Why don't you print out the actual answer? You are assuming anything that isn't a 0 is the right answer.

##### Share on other sites
Instead of using integers try using floats.

##### Share on other sites
Quote:
 std::cout << sqrt((x2-x1)^2 + (y2-y1)^2);

outch...
do you know what operator ^ means? I think you don't.
^ is the EXCLUSIVE OR OPERATOR, not the power.

What you want to do is x*x + y*y, or pow(x,2)+pow(y,2), not x^2+y^2.

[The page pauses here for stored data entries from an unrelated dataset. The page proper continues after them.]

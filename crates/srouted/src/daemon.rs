//! Event dispatch daemon.
//!
//! Topology, mastership and configuration notifications are queued on a
//! bounded channel and handled one at a time by a single worker. Events
//! describe changes already visible through the collaborator services.

use sonic_sr_types::{ConnectPoint, DeviceId, IpPrefix, Link};
use std::collections::BTreeSet;
use std::fmt;
use std::sync::Arc;
use tokio::sync::mpsc;
use tokio_util::sync::CancellationToken;
use tracing::{debug, info, warn};

use crate::link_handler::LinkHandler;
use crate::routing::RoutingHandler;

#[derive(Debug, Clone, PartialEq, Eq)]
pub enum TopologyEvent {
    LinkAdded(Link),
    LinkRemoved(Link),
    DeviceAvailable(DeviceId),
    DeviceUnavailable(DeviceId),
    DeviceRemoved(DeviceId),
    MastershipChanged(DeviceId),
    SubnetAdded {
        connect_points: Vec<ConnectPoint>,
        subnets: BTreeSet<IpPrefix>,
    },
    SubnetRemoved(BTreeSet<IpPrefix>),
    EdgePortUpdated(ConnectPoint),
    ConfigChanged,
}

impl fmt::Display for TopologyEvent {
    fn fmt(&self, f: &mut fmt::Formatter<'_>) -> fmt::Result {
        match self {
            TopologyEvent::LinkAdded(l) => write!(f, "LINK_ADDED {}", l),
            TopologyEvent::LinkRemoved(l) => write!(f, "LINK_REMOVED {}", l),
            TopologyEvent::DeviceAvailable(d) => write!(f, "DEVICE_AVAILABLE {}", d),
            TopologyEvent::DeviceUnavailable(d) => write!(f, "DEVICE_UNAVAILABLE {}", d),
            TopologyEvent::DeviceRemoved(d) => write!(f, "DEVICE_REMOVED {}", d),
            TopologyEvent::MastershipChanged(d) => write!(f, "MASTER_CHANGED {}", d),
            TopologyEvent::SubnetAdded { subnets, .. } => {
                write!(f, "SUBNET_ADDED {} prefixes", subnets.len())
            }
            TopologyEvent::SubnetRemoved(s) => write!(f, "SUBNET_REMOVED {} prefixes", s.len()),
            TopologyEvent::EdgePortUpdated(cp) => write!(f, "EDGE_PORT_UPDATED {}", cp),
            TopologyEvent::ConfigChanged => f.write_str("CONFIG_CHANGED"),
        }
    }
}

/// Sending half handed to event producers.
pub type EventSender = mpsc::Sender<TopologyEvent>;

pub struct RoutingDaemon {
    routing: Arc<RoutingHandler>,
    links: LinkHandler,
    events: mpsc::Receiver<TopologyEvent>,
}

impl RoutingDaemon {
    pub fn new(routing: Arc<RoutingHandler>, queue_depth: usize) -> (Self, EventSender) {
        let (tx, rx) = mpsc::channel(queue_depth);
        let daemon = Self {
            links: LinkHandler::new(routing.clone()),
            routing,
            events: rx,
        };
        (daemon, tx)
    }

    pub fn routing(&self) -> &Arc<RoutingHandler> {
        &self.routing
    }

    /// Populates the whole fabric, then handles events until `cancel` fires
    /// or every sender is gone. Timer tasks are stopped before returning.
    pub async fn run(mut self, cancel: CancellationToken) {
        info!("Routing daemon started");
        self.routing.start_population_process().await;

        loop {
            tokio::select! {
                _ = cancel.cancelled() => {
                    info!("Shutdown requested");
                    break;
                }
                event = self.events.recv() => match event {
                    Some(event) => self.handle_event(event).await,
                    None => {
                        info!("Event channel closed");
                        break;
                    }
                },
            }
        }

        self.routing.shutdown().await;
        info!("Routing daemon stopped");
    }

    pub async fn handle_event(&self, event: TopologyEvent) {
        debug!(event = %event, "Processing event");
        let services = self.routing.services();
        match event {
            TopologyEvent::LinkAdded(link) => self.links.process_link_added(&link).await,
            TopologyEvent::LinkRemoved(link) => self.links.process_link_removed(&link).await,
            TopologyEvent::DeviceAvailable(device) => {
                if !services.config.is_configured(&device) {
                    warn!(device = %device, "Device configuration not available yet, ignoring");
                    return;
                }
                if services.mastership.is_local_master(&device) {
                    self.routing.populate_port_addressing_rules(&device).await;
                }
            }
            TopologyEvent::DeviceUnavailable(device) | TopologyEvent::DeviceRemoved(device) => {
                self.links.process_device_removed(&device).await;
            }
            TopologyEvent::MastershipChanged(device) => {
                for dev in self.routing.elector().device_and_pair(&device) {
                    self.routing.invalidate_should_program_cache(&dev);
                }
                self.routing.check_full_reroute_for_master_change(device);
            }
            TopologyEvent::SubnetAdded {
                connect_points,
                subnets,
            } => {
                if !self.routing.populate_subnet(&connect_points, &subnets).await {
                    warn!(?subnets, "Subnet population did not complete");
                }
            }
            TopologyEvent::SubnetRemoved(subnets) => {
                if !self.routing.revoke_subnet(&subnets).await {
                    warn!(?subnets, "Subnet revocation did not complete");
                }
            }
            TopologyEvent::EdgePortUpdated(cp) => {
                debug!(port = %cp, "Edge port updated");
                self.routing.record_edge_port_event();
            }
            TopologyEvent::ConfigChanged => {
                for device in services.topology.devices() {
                    self.routing.invalidate_should_program_cache(&device);
                }
                self.routing.start_population_process().await;
            }
        }
    }
}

##### Share on other sites
In addition to using ^ instead of pow or *, you are comparing the result of sqrt, which I believe returns a double, to an integer 0. You may actually get away with this, since I think 0 is exactly representable in real implementations (erm, maybe even has to be?), but in general, using an equality operator on a floating point value is a bad idea.
const float epsilon = 0.000001;float x1 = 10.0f;float y1 = 10.0f;float x2 = 70.0f;float y2 = 70.0f;float dx = x2 - x1;float dy = y2 - y1;float distance = sqrt(dx * dx + dy * dy);if (distance < epsilon)    std::cout << "they are very very close\n";else    std::cout << "they are not very very close\n";

If you really do want exactly the same, and you really do mean integers, either compare x1 == x2 && y1 == y2, or leave the square root operation out and compare the square of the distance with 0.

##### Share on other sites
Sorry, I have been on a "programming vacation" for a while. I am sort of warming up my programming muscles, so to speak.

Quote:
 Why don't you print out the actual answer?

I did print out the actual answer when I was testing it. I changed the code when I posted it here to illustrate that the answer was usually 0.
Quote:
 do you know what operator ^ means? I think you don't.

You would be correct. I copied the code out of another post a while back. I just assumed it was for powers.
Quote:
 the result of sqrt, which I believe returns a double

Good to know. I guess I should have done a little more homework first. :)

At any rate, as usual, you guys really came through. Thanks so much for all your input.